Exercise details - Every line of the material should be output exactly as written.

Record set -
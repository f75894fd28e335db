//! Heartbeat timer
//!
//! One recurring tick per open socket. Each tick asks the owning connection to
//! send a heartbeat; a tick that finds the previous heartbeat still unacknowledged
//! reports a miss instead and the timer stops. Acks answer heartbeats in the
//! order they were sent, so each ack settles the oldest outstanding beat.

use parking_lot::Mutex;
use rand::Rng;
use std::sync::Arc;
use std::time::Duration;
use tokio::sync::mpsc;
use tokio::task::JoinHandle;
use tokio::time::{interval_at, Instant, MissedTickBehavior};

/// Signal from the timer to its connection
#[derive(Debug, Clone, Copy, PartialEq, Eq)]
pub enum HeartbeatSignal {
    /// Send a heartbeat now
    Beat,
    /// The previous heartbeat was never acknowledged
    Missed,
}

#[derive(Debug, Default)]
struct HeartbeatClock {
    last_sent: Option<Instant>,
    last_ack: Option<Instant>,
    /// Heartbeats sent and not yet acknowledged
    outstanding: u32,
    /// Acks still due before the last scheduled beat is answered
    scheduled_ahead: Option<u32>,
    latency: Option<Duration>,
}

impl HeartbeatClock {
    fn settle_oldest(&mut self) {
        self.outstanding = self.outstanding.saturating_sub(1);
        self.scheduled_ahead = match self.scheduled_ahead {
            Some(0) | None => None,
            Some(ahead) => Some(ahead - 1),
        };
    }
}

/// Recurring heartbeat tick bound to one socket
///
/// Dropping the timer cancels it.
#[derive(Debug)]
pub struct HeartbeatTimer {
    interval: Duration,
    clock: Arc<Mutex<HeartbeatClock>>,
    task: Option<JoinHandle<()>>,
}

impl HeartbeatTimer {
    /// Start ticking with the first beat delayed by a random fraction of `interval`
    pub fn start(interval: Duration, signals: mpsc::UnboundedSender<HeartbeatSignal>) -> Self {
        let initial_delay = interval.mul_f64(rand::thread_rng().gen::<f64>());
        Self::start_with_delay(interval, initial_delay, signals)
    }

    /// Start ticking with an explicit delay before the first beat
    pub fn start_with_delay(
        interval: Duration,
        initial_delay: Duration,
        signals: mpsc::UnboundedSender<HeartbeatSignal>,
    ) -> Self {
        let clock = Arc::new(Mutex::new(HeartbeatClock::default()));
        let task_clock = Arc::clone(&clock);

        let task = tokio::spawn(async move {
            let start = Instant::now();
            let first = start.checked_add(initial_delay).unwrap_or(start);
            let mut ticker = interval_at(first, interval);
            ticker.set_missed_tick_behavior(MissedTickBehavior::Delay);

            loop {
                ticker.tick().await;

                let signal = {
                    let mut clock = task_clock.lock();
                    if clock.scheduled_ahead.is_some() {
                        HeartbeatSignal::Missed
                    } else {
                        clock.scheduled_ahead = Some(clock.outstanding);
                        clock.outstanding += 1;
                        clock.last_sent = Some(Instant::now());
                        HeartbeatSignal::Beat
                    }
                };

                if signals.send(signal).is_err() || signal == HeartbeatSignal::Missed {
                    return;
                }
            }
        });

        Self {
            interval,
            clock,
            task: Some(task),
        }
    }

    /// Record an acknowledgment and return the measured latency
    pub fn acknowledge(&self) -> Option<Duration> {
        let now = Instant::now();
        let mut clock = self.clock.lock();
        clock.settle_oldest();
        clock.last_ack = Some(now);
        if let Some(sent) = clock.last_sent {
            clock.latency = Some(now.saturating_duration_since(sent));
        }
        clock.latency
    }

    /// Record an out-of-schedule heartbeat (server request)
    ///
    /// Updates the latency reference point without arming the missed check.
    /// The beat still takes its place in the ack order.
    pub fn record_sent(&self) {
        let mut clock = self.clock.lock();
        clock.outstanding += 1;
        clock.last_sent = Some(Instant::now());
    }

    /// Last measured round trip
    pub fn latency(&self) -> Option<Duration> {
        self.clock.lock().latency
    }

    pub fn last_sent(&self) -> Option<Instant> {
        self.clock.lock().last_sent
    }

    pub fn last_ack(&self) -> Option<Instant> {
        self.clock.lock().last_ack
    }

    pub fn interval(&self) -> Duration {
        self.interval
    }

    pub fn is_running(&self) -> bool {
        self.task.as_ref().is_some_and(|task| !task.is_finished())
    }

    /// Cancel the timer; no signal is sent afterwards
    pub fn stop(&mut self) {
        if let Some(task) = self.task.take() {
            task.abort();
        }
    }
}

impl Drop for HeartbeatTimer {
    fn drop(&mut self) {
        self.stop();
    }
}
//! Transport seam
//!
//! The scheduler never touches the network itself; it hands each call to a
//! [`RequestExecutor`].

use crate::error::RestError;
use crate::request::{ApiRequest, ApiResponse};
use async_trait::async_trait;
use chat_common::RestConfig;
use reqwest::header::{self, HeaderMap, HeaderName, HeaderValue};
use reqwest::Client;
use tracing::debug;

/// Performs one HTTP call
#[async_trait]
pub trait RequestExecutor: Send + Sync + 'static {
    async fn execute(&self, request: &ApiRequest) -> Result<ApiResponse, RestError>;
}

/// `reqwest` executor against the versioned API root
#[derive(Debug, Clone)]
pub struct HttpExecutor {
    client: Client,
    base_url: String,
}

impl HttpExecutor {
    /// Build a client that authenticates every call with `token`
    pub fn new(token: &str, config: &RestConfig) -> Result<Self, RestError> {
        let mut headers = HeaderMap::new();
        let authorization = HeaderValue::from_str(&format!("Bot {token}")).map_err(|_| {
            RestError::InvalidHeader {
                name: "Authorization".to_string(),
                value: "<redacted>".to_string(),
            }
        })?;
        headers.insert(header::AUTHORIZATION, authorization);

        let client = Client::builder()
            .timeout(config.request_timeout)
            .user_agent(config.user_agent.as_str())
            .default_headers(headers)
            .build()
            .map_err(|e| RestError::Transport(format!("Failed to create HTTP client: {e}")))?;

        Ok(Self {
            client,
            base_url: config.versioned_base_url(),
        })
    }

    /// Full URL of a path
    pub fn url(&self, path: &str) -> String {
        format!("{}/{}", self.base_url, path.trim_start_matches('/'))
    }
}

fn header_value(name: &str, value: &str) -> Result<HeaderValue, RestError> {
    HeaderValue::from_str(value).map_err(|_| RestError::InvalidHeader {
        name: name.to_string(),
        value: value.to_string(),
    })
}

#[async_trait]
impl RequestExecutor for HttpExecutor {
    async fn execute(&self, request: &ApiRequest) -> Result<ApiResponse, RestError> {
        let url = self.url(&request.path);
        debug!(method = %request.method, url = %url, "Sending request");

        let mut builder = self.client.request(request.method.clone(), &url);

        for (name, value) in &request.headers {
            let value = header_value(name, value)?;
            let name = HeaderName::try_from(name.as_str()).map_err(|_| RestError::InvalidHeader {
                name: name.clone(),
                value: String::new(),
            })?;
            builder = builder.header(name, value);
        }
        if let Some(reason) = &request.reason {
            let value = header_value("X-Audit-Log-Reason", reason)?;
            builder = builder.header("X-Audit-Log-Reason", value);
        }
        if let Some(body) = &request.body {
            builder = builder.json(body);
        }

        let response = builder.send().await.map_err(|e| {
            if e.is_timeout() {
                RestError::Transport(format!("Request timed out: {e}"))
            } else {
                RestError::Transport(e.to_string())
            }
        })?;

        let status = response.status().as_u16();
        let headers = response.headers().clone();
        let body = response
            .bytes()
            .await
            .map_err(|e| RestError::Transport(e.to_string()))?;

        Ok(ApiResponse::new(status, headers, body.to_vec()))
    }
}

Response area -
repository f75894fd28e335db
//! Heartbeat timer
//!
//! One recurring tick per open socket. Each tick asks the owning connection to
//! send a heartbeat; a tick that finds the previous heartbeat still unacknowledged
//! reports a miss instead and the timer stops. Acks answer heartbeats in the
//! order they were sent, so each ack settles the oldest outstanding beat.

use parking_lot::Mutex;
use rand::Rng;
use std::sync::Arc;
use std::time::Duration;
use tokio::sync::mpsc;
use tokio::task::JoinHandle;
use tokio::time::{interval_at, Instant, MissedTickBehavior};

/// Signal from the timer to its connection
#[derive(Debug, Clone, Copy, PartialEq, Eq)]
pub enum HeartbeatSignal {
    /// Send a heartbeat now
    Beat,
    /// The previous heartbeat was never acknowledged
    Missed,
}

#[derive(Debug, Default)]
struct HeartbeatClock {
    last_sent: Option<Instant>,
    last_ack: Option<Instant>,
    /// Heartbeats sent and not yet acknowledged
    outstanding: u32,
    /// Acks still due before the last scheduled beat is answered
    scheduled_ahead: Option<u32>,
    latency: Option<Duration>,
}

impl HeartbeatClock {
    fn settle_oldest(&mut self) {
        self.outstanding = self.outstanding.saturating_sub(1);
        self.scheduled_ahead = match self.scheduled_ahead {
            Some(0) | None => None,
            Some(ahead) => Some(ahead - 1),
        };
    }
}

/// Recurring heartbeat tick bound to one socket
///
/// Dropping the timer cancels it.
#[derive(Debug)]
pub struct HeartbeatTimer {
    interval: Duration,
    clock: Arc<Mutex<HeartbeatClock>>,
    task: Option<JoinHandle<()>>,
}

impl HeartbeatTimer {
    /// Start ticking with the first beat delayed by a random fraction of `interval`
    pub fn start(interval: Duration, signals: mpsc::UnboundedSender<HeartbeatSignal>) -> Self {
        let initial_delay = interval.mul_f64(rand::thread_rng().gen::<f64>());
        Self::start_with_delay(interval, initial_delay, signals)
    }

    /// Start ticking with an explicit delay before the first beat
    pub fn start_with_delay(
        interval: Duration,
        initial_delay: Duration,
        signals: mpsc::UnboundedSender<HeartbeatSignal>,
    ) -> Self {
        let clock = Arc::new(Mutex::new(HeartbeatClock::default()));
        let task_clock = Arc::clone(&clock);

        let task = tokio::spawn(async move {
            let start = Instant::now();
            let first = start.checked_add(initial_delay).unwrap_or(start);
            let mut ticker = interval_at(first, interval);
            ticker.set_missed_tick_behavior(MissedTickBehavior::Delay);

            loop {
                ticker.tick().await;

                let signal = {
                    let mut clock = task_clock.lock();
                    if clock.scheduled_ahead.is_some() {
                        HeartbeatSignal::Missed
                    } else {
                        clock.scheduled_ahead = Some(clock.outstanding);
                        clock.outstanding += 1;
                        clock.last_sent = Some(Instant::now());
                        HeartbeatSignal::Beat
                    }
                };

                if signals.send(signal).is_err() || signal == HeartbeatSignal::Missed {
                    return;
                }
            }
        });

        Self {
            interval,
            clock,
            task: Some(task),
        }
    }

    /// Record an acknowledgment and return the measured latency
    pub fn acknowledge(&self) -> Option<Duration> {
        let now = Instant::now();
        let mut clock = self.clock.lock();
        clock.settle_oldest();
        clock.last_ack = Some(now);
        if let Some(sent) = clock.last_sent {
            clock.latency = Some(now.saturating_duration_since(sent));
        }
        clock.latency
    }

    /// Record an out-of-schedule heartbeat (server request)
    ///
    /// Updates the latency reference point without arming the missed check.
    /// The beat still takes its place in the ack order.
    pub fn record_sent(&self) {
        let mut clock = self.clock.lock();
        clock.outstanding += 1;
        clock.last_sent = Some(Instant::now());
    }

    /// Last measured round trip
    pub fn latency(&self) -> Option<Duration> {
        self.clock.lock().latency
    }

    pub fn last_sent(&self) -> Option<Instant> {
        self.clock.lock().last_sent
    }

    pub fn last_ack(&self) -> Option<Instant> {
        self.clock.lock().last_ack
    }

    pub fn interval(&self) -> Duration {
        self.interval
    }

    pub fn is_running(&self) -> bool {
        self.task.as_ref().is_some_and(|task| !task.is_finished())
    }

    /// Cancel the timer; no signal is sent afterwards
    pub fn stop(&mut self) {
        if let Some(task) = self.task.take() {
            task.abort();
        }
    }
}

impl Drop for HeartbeatTimer {
    fn drop(&mut self) {
        self.stop();
    }
}
//! Transport seam
//!
//! The scheduler never touches the network itself; it hands each call to a
//! [`RequestExecutor`].

use crate::error::RestError;
use crate::request::{ApiRequest, ApiResponse};
use async_trait::async_trait;
use chat_common::RestConfig;
use reqwest::header::{self, HeaderMap, HeaderName, HeaderValue};
use reqwest::Client;
use tracing::debug;

/// Performs one HTTP call
#[async_trait]
pub trait RequestExecutor: Send + Sync + 'static {
    async fn execute(&self, request: &ApiRequest) -> Result<ApiResponse, RestError>;
}

/// `reqwest` executor against the versioned API root
#[derive(Debug, Clone)]
pub struct HttpExecutor {
    client: Client,
    base_url: String,
}

impl HttpExecutor {
    /// Build a client that authenticates every call with `token`
    pub fn new(token: &str, config: &RestConfig) -> Result<Self, RestError> {
        let mut headers = HeaderMap::new();
        let authorization = HeaderValue::from_str(&format!("Bot {token}")).map_err(|_| {
            RestError::InvalidHeader {
                name: "Authorization".to_string(),
                value: "<redacted>".to_string(),
            }
        })?;
        headers.insert(header::AUTHORIZATION, authorization);

        let client = Client::builder()
            .timeout(config.request_timeout)
            .user_agent(config.user_agent.as_str())
            .default_headers(headers)
            .build()
            .map_err(|e| RestError::Transport(format!("Failed to create HTTP client: {e}")))?;

        Ok(Self {
            client,
            base_url: config.versioned_base_url(),
        })
    }

    /// Full URL of a path
    pub fn url(&self, path: &str) -> String {
        format!("{}/{}", self.base_url, path.trim_start_matches('/'))
    }
}

fn header_value(name: &str, value: &str) -> Result<HeaderValue, RestError> {
    HeaderValue::from_str(value).map_err(|_| RestError::InvalidHeader {
        name: name.to_string(),
        value: value.to_string(),
    })
}

#[async_trait]
impl RequestExecutor for HttpExecutor {
    async fn execute(&self, request: &ApiRequest) -> Result<ApiResponse, RestError> {
        let url = self.url(&request.path);
        debug!(method = %request.method, url = %url, "Sending request");

        let mut builder = self.client.request(request.method.clone(), &url);

        for (name, value) in &request.headers {
            let value = header_value(name, value)?;
            let name = HeaderName::try_from(name.as_str()).map_err(|_| RestError::InvalidHeader {
                name: name.clone(),
                value: String::new(),
            })?;
            builder = builder.header(name, value);
        }
        if let Some(reason) = &request.reason {
            let value = header_value("X-Audit-Log-Reason", reason)?;
            builder = builder.header("X-Audit-Log-Reason", value);
        }
        if let Some(body) = &request.body {
            builder = builder.json(body);
        }

        let response = builder.send().await.map_err(|e| {
            if e.is_timeout() {
                RestError::Transport(format!("Request timed out: {e}"))
            } else {
                RestError::Transport(e.to_string())
            }
        })?;

        let status = response.status().as_u16();
        let headers = response.headers().clone();
        let body = response
            .bytes()
            .await
            .map_err(|e| RestError::Transport(e.to_string()))?;

        Ok(ApiResponse::new(status, headers, body.to_vec()))
    }
}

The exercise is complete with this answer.